Patient is a 16-year-old girl with history of mental illness who was brought to the emergency department from port group home where she has been residing for about 5 days. Patient states that she was in juvenile detention immediately prior to going to the group home. Patient has been prescribed psychotropic medicines in the past, but is not currently using any medications. Recommendation from probation officer and county social worker is juvenile detention center or psychiatric inpatient hospitalization pending long term psych placement. However, LE states they can’t bring her to JDC as she has no charges that would make that appropriate at this time without order from probation. Pt has been aggressive, verbally and physically while in the ED. She has eloped on multiple occasions and has attempted to harm herself.

CH-M15-4753

Pt presented after eloping from foster placement. Needing long term placement. Difficult placement with history of substance use, possible gang affiliation, elopement, substance use – THC, nicotine.

PH-F16-4545

Recommendation is now for level 6 PRTF. Patient is currently in psychiatric inpatient hospitalization.
Patient is a 16-year-old who identifies as non-binary using they/them. They presented to inpatient from ED due to increased SI. This is patient’s 14th psychiatric inpatient hospitalization. They have participated in outpatient services and PHP historically.
Patient was initially recommended for level 5 QRTP by inpatient providers although Dakota County recommended level 6 PRTF.

Discharge Plans:
PRTF (county determination/recommendation – DHS approved)
-Nexus East Bethel (referral submitted & under review)
-Grafton (not an option as they do not meet admission criteria)
-Northwood (referral submitted; two year waitlist)
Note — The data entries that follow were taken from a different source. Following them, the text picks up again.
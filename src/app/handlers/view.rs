//! Handler für den Viewport.

use crate::app::use_cases;
use crate::app::AppState;

/// Aktualisiert die Viewport-Größe im State und in der Session.
pub fn set_viewport_size(state: &mut AppState, size: [f32; 2]) {
    use_cases::viewport::resize(state, size);
}
//! Karten-Engine auf einer egui-Zeichenfläche.
//!
//! `CanvasSurface` ist der Container: er wird von der UI gezeichnet und
//! von genau einer `CanvasEngine` bespielt. Die Engine projiziert Pins per
//! Web-Mercator um Zentrum und Zoom, Pan per Drag, Zoom per Mausrad.

use crate::core::{
    Container, EngineConfig, EngineError, EngineFactory, EngineMarkerId, LngLat, MapEngine,
    MarkerElement, MarkerVisual,
};
use crate::shared::MapViewOptions;
use glam::DVec2;
use indexmap::IndexMap;
use std::cell::RefCell;
use std::f64::consts::PI;
use std::rc::Rc;

/// Kachelgröße der Projektion in Pixeln.
const TILE_SIZE: f64 = 512.0;
/// Hintergrund der Zeichenfläche.
const BACKGROUND: egui::Color32 = egui::Color32::from_rgb(232, 236, 229);
/// Farbe der Gitterlinien.
const GRID_COLOR: egui::Color32 = egui::Color32::from_rgb(214, 219, 210);

/// Projiziert eine Geo-Position auf Weltpixel bei gegebenem Zoom.
pub fn project(position: LngLat, zoom: f64) -> DVec2 {
    let world = TILE_SIZE * 2f64.powf(zoom);
    let lat = position.lat.clamp(-85.051_128, 85.051_128).to_radians();
    let x = (position.lng + 180.0) / 360.0 * world;
    let y = (1.0 - (lat.tan() + 1.0 / lat.cos()).ln() / PI) / 2.0 * world;
    DVec2::new(x, y)
}

/// Umkehrung von `project`.
pub fn unproject(point: DVec2, zoom: f64) -> LngLat {
    let world = TILE_SIZE * 2f64.powf(zoom);
    let lng = point.x / world * 360.0 - 180.0;
    let lat = (PI * (1.0 - 2.0 * point.y / world)).sinh().atan().to_degrees();
    LngLat::new(lng, lat)
}

struct CanvasPin {
    element: MarkerElement,
    position: LngLat,
}

struct CanvasView {
    engine_id: u64,
    center: LngLat,
    zoom: f64,
    style: String,
    measured_size: [f32; 2],
    pins: IndexMap<EngineMarkerId, CanvasPin>,
    next_marker: u64,
    painted: bool,
    first_paint_reported: bool,
}

impl CanvasView {
    fn to_screen(&self, position: LngLat, origin: egui::Pos2) -> egui::Pos2 {
        let offset = project(position, self.zoom) - project(self.center, self.zoom);
        origin + egui::vec2(offset.x as f32, offset.y as f32)
    }

    fn pan_by(&mut self, delta: egui::Vec2) {
        let center = project(self.center, self.zoom) - DVec2::new(delta.x as f64, delta.y as f64);
        self.center = unproject(center, self.zoom);
    }
}

#[derive(Default)]
struct SurfaceState {
    mounted: bool,
    container_size: [f32; 2],
    view: Option<CanvasView>,
    next_engine_id: u64,
}

/// Container der Karte in der egui-Oberfläche.
#[derive(Clone, Default)]
pub struct CanvasSurface(Rc<RefCell<SurfaceState>>);

impl CanvasSurface {
    /// Erstellt eine nicht eingehängte Fläche.
    pub fn new() -> Self {
        Self::default()
    }

    /// Hängt die Fläche ein (Engines können erstellt werden).
    pub fn mount(&self) {
        self.0.borrow_mut().mounted = true;
    }

    /// Hängt die Fläche aus.
    pub fn unmount(&self) {
        self.0.borrow_mut().mounted = false;
    }

    /// Ob die Fläche eingehängt ist
    pub fn is_mounted(&self) -> bool {
        self.0.borrow().mounted
    }

    /// Ob aktuell eine Engine auf der Fläche lebt
    pub fn has_engine(&self) -> bool {
        self.0.borrow().view.is_some()
    }

    /// Anzahl gezeichneter Pins
    pub fn pin_count(&self) -> usize {
        self.0.borrow().view.as_ref().map_or(0, |v| v.pins.len())
    }

    /// Engine-Fähigkeit für diese Fläche.
    pub fn factory(&self) -> CanvasEngineFactory {
        CanvasEngineFactory {
            surface: self.clone(),
        }
    }
}

/// Erstellt `CanvasEngine`s auf einer `CanvasSurface`.
pub struct CanvasEngineFactory {
    surface: CanvasSurface,
}

impl EngineFactory for CanvasEngineFactory {
    fn name(&self) -> &str {
        "egui-canvas"
    }

    fn create(
        &self,
        container: &Container,
        config: &EngineConfig,
    ) -> Result<Box<dyn MapEngine>, EngineError> {
        let mut state = self.surface.0.borrow_mut();
        if !state.mounted {
            return Err(EngineError::ContainerUnavailable(container.id.0.clone()));
        }
        if state.view.is_some() {
            return Err(EngineError::Backend(format!(
                "Container '{}' ist bereits an eine Engine gebunden",
                container.id.0
            )));
        }

        state.next_engine_id += 1;
        let engine_id = state.next_engine_id;
        state.view = Some(CanvasView {
            engine_id,
            center: config.center,
            zoom: config.zoom,
            style: config.style.clone(),
            measured_size: container.size,
            pins: IndexMap::new(),
            next_marker: 0,
            painted: false,
            first_paint_reported: false,
        });
        log::info!(
            "Canvas-Engine {} erstellt (Style {}, Zoom {:.1})",
            engine_id,
            config.style,
            config.zoom
        );

        Ok(Box::new(CanvasEngine {
            surface: self.surface.clone(),
            engine_id,
        }))
    }
}

/// Engine, die auf eine `CanvasSurface` zeichnet.
pub struct CanvasEngine {
    surface: CanvasSurface,
    engine_id: u64,
}

impl CanvasEngine {
    fn with_view<R>(&self, f: impl FnOnce(&mut CanvasView, [f32; 2]) -> R) -> Option<R> {
        let mut state = self.surface.0.borrow_mut();
        let container_size = state.container_size;
        state
            .view
            .as_mut()
            .filter(|view| view.engine_id == self.engine_id)
            .map(|view| f(view, container_size))
    }
}

impl MapEngine for CanvasEngine {
    fn take_first_paint(&mut self) -> bool {
        self.with_view(|view, _| {
            if view.painted && !view.first_paint_reported {
                view.first_paint_reported = true;
                true
            } else {
                false
            }
        })
        .unwrap_or(false)
    }

    fn resize(&mut self) {
        self.with_view(|view, container_size| view.measured_size = container_size);
    }

    fn add_marker(
        &mut self,
        element: MarkerElement,
        position: LngLat,
    ) -> Result<EngineMarkerId, EngineError> {
        self.with_view(|view, _| {
            view.next_marker += 1;
            let id = EngineMarkerId(view.next_marker);
            view.pins.insert(id, CanvasPin { element, position });
            id
        })
        .ok_or_else(|| EngineError::Backend("Engine ist nicht mehr aktiv".to_string()))
    }

    fn remove_marker(&mut self, marker: EngineMarkerId) {
        self.with_view(|view, _| view.pins.shift_remove(&marker));
    }

    fn remove(&mut self) {
        let mut state = self.surface.0.borrow_mut();
        if state
            .view
            .as_ref()
            .is_some_and(|view| view.engine_id == self.engine_id)
        {
            state.view = None;
            log::info!("Canvas-Engine {} freigegeben", self.engine_id);
        }
    }
}

/// Ergebnis eines Canvas-Durchlaufs.
#[derive(Debug, Default)]
pub struct CanvasResponse {
    /// Neue Containergröße, falls sie sich geändert hat
    pub resized: Option<[f32; 2]>,
    /// Angeklickter Pin
    pub clicked_marker: Option<EngineMarkerId>,
    /// Klick auf die Karte außerhalb jedes Pins
    pub clicked_background: bool,
}

fn to_color(rgba: [f32; 4]) -> egui::Color32 {
    egui::Rgba::from_rgba_unmultiplied(rgba[0], rgba[1], rgba[2], rgba[3]).into()
}

/// Zeichnet die Fläche samt Pins und wertet Pan, Zoom und Klicks aus.
pub fn show_map_canvas(
    ui: &mut egui::Ui,
    surface: &CanvasSurface,
    options: &MapViewOptions,
) -> CanvasResponse {
    let (rect, response) =
        ui.allocate_exact_size(ui.available_size(), egui::Sense::click_and_drag());
    let painter = ui.painter_at(rect);
    let mut out = CanvasResponse::default();

    let mut state = surface.0.borrow_mut();
    let size = [rect.width(), rect.height()];
    if state.container_size != size {
        state.container_size = size;
        out.resized = Some(size);
    }

    painter.rect_filled(rect, 0.0, BACKGROUND);

    let Some(view) = state.view.as_mut() else {
        painter.text(
            rect.center(),
            egui::Align2::CENTER_CENTER,
            "Karte wird geladen…",
            egui::FontId::proportional(18.0),
            egui::Color32::DARK_GRAY,
        );
        return out;
    };

    if response.dragged() {
        view.pan_by(response.drag_delta());
    }
    if response.hovered() {
        let scroll = ui.input(|i| i.smooth_scroll_delta.y);
        if scroll != 0.0 {
            let step = options.scroll_zoom_step * f64::from(scroll.signum());
            let (zoom_min, zoom_max) = options.zoom_limits();
            view.zoom = (view.zoom + step).clamp(zoom_min, zoom_max);
        }
    }

    // Die Engine zeichnet in ihre zuletzt gemessene Größe, nicht in den Container.
    let canvas = egui::Rect::from_min_size(
        rect.min,
        egui::vec2(view.measured_size[0], view.measured_size[1]),
    );
    let origin = canvas.center();

    let grid_step = 128.0;
    let offset = project(view.center, view.zoom);
    let shift = egui::vec2(
        (-(offset.x % grid_step)) as f32,
        (-(offset.y % grid_step)) as f32,
    );
    let mut x = canvas.left() + shift.x.rem_euclid(grid_step as f32);
    while x < canvas.right() {
        painter.line_segment(
            [egui::pos2(x, canvas.top()), egui::pos2(x, canvas.bottom())],
            egui::Stroke::new(1.0, GRID_COLOR),
        );
        x += grid_step as f32;
    }
    let mut y = canvas.top() + shift.y.rem_euclid(grid_step as f32);
    while y < canvas.bottom() {
        painter.line_segment(
            [egui::pos2(canvas.left(), y), egui::pos2(canvas.right(), y)],
            egui::Stroke::new(1.0, GRID_COLOR),
        );
        y += grid_step as f32;
    }

    let radius = options.marker_radius_px;
    let click_pos = if response.clicked() {
        response.interact_pointer_pos()
    } else {
        None
    };
    let hover_pos = response.hover_pos();
    let mut closest: Option<(EngineMarkerId, f32)> = None;
    let mut hovered: Option<(egui::Pos2, &str)> = None;

    for (id, pin) in &view.pins {
        let [fx, fy] = pin.element.anchor.offset_factor();
        let center = view.to_screen(pin.position, origin) + egui::vec2(fx, fy) * (radius + 2.0);
        if !canvas.expand(radius * 2.0).contains(center) {
            continue;
        }

        let color = match pin.element.visual {
            MarkerVisual::Active => to_color(options.marker_color_active),
            MarkerVisual::Inactive => to_color(options.marker_color_inactive),
        };
        let tip = [
            center + egui::vec2(-5.0, radius + 1.0),
            center + egui::vec2(5.0, radius + 1.0),
            center + egui::vec2(0.0, radius + 8.0),
        ];
        painter.add(egui::Shape::convex_polygon(
            tip.to_vec(),
            color,
            egui::Stroke::NONE,
        ));
        painter.circle_filled(center, radius, color);
        painter.circle_stroke(center, radius, egui::Stroke::new(2.0, egui::Color32::WHITE));

        if let Some(pos) = click_pos {
            let dist = center.distance(pos);
            if dist <= options.marker_pick_radius_px && closest.is_none_or(|(_, d)| dist < d) {
                closest = Some((*id, dist));
            }
        }
        if hover_pos.is_some_and(|pos| center.distance(pos) <= options.marker_pick_radius_px) {
            hovered = Some((center, pin.element.title.as_str()));
        }
    }

    if let Some((center, title)) = hovered {
        painter.text(
            center + egui::vec2(radius + 6.0, -radius - 6.0),
            egui::Align2::LEFT_BOTTOM,
            title,
            egui::FontId::proportional(13.0),
            egui::Color32::BLACK,
        );
    }

    painter.text(
        rect.right_bottom() + egui::vec2(-8.0, -8.0),
        egui::Align2::RIGHT_BOTTOM,
        format!("{} · z{:.1}", view.style, view.zoom),
        egui::FontId::proportional(11.0),
        egui::Color32::GRAY,
    );

    match closest {
        Some((id, _)) => out.clicked_marker = Some(id),
        None => out.clicked_background = click_pos.is_some(),
    }

    view.painted = true;
    out
}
RTC: (county declined funding for level 5 QRTP, recommended Level 6)
-Avanti (declined)
-Gerard (referral sent, unable to move forward due to lack of funding)
-North Homes (referral sent, unable to move forward due to lack of funding)

Established outpatient providers:
Individual Therapist: Your Vision
Psychiatrist: Associated Clinic of Psychology
PCP: Allina Healthcare
CMHCM: Dakota County
PO: Dakota County

MHF-M9-4600

Came to ED 9/13 after Dad reported pt was threatening. Family came from out of state recently, have been homeless in MN, living in their car. CPS involved and took temp custody of pt effective 9/17. CPS looking for foster care/shelter placement for kiddo and sibling. Referral made for Nexus YCT.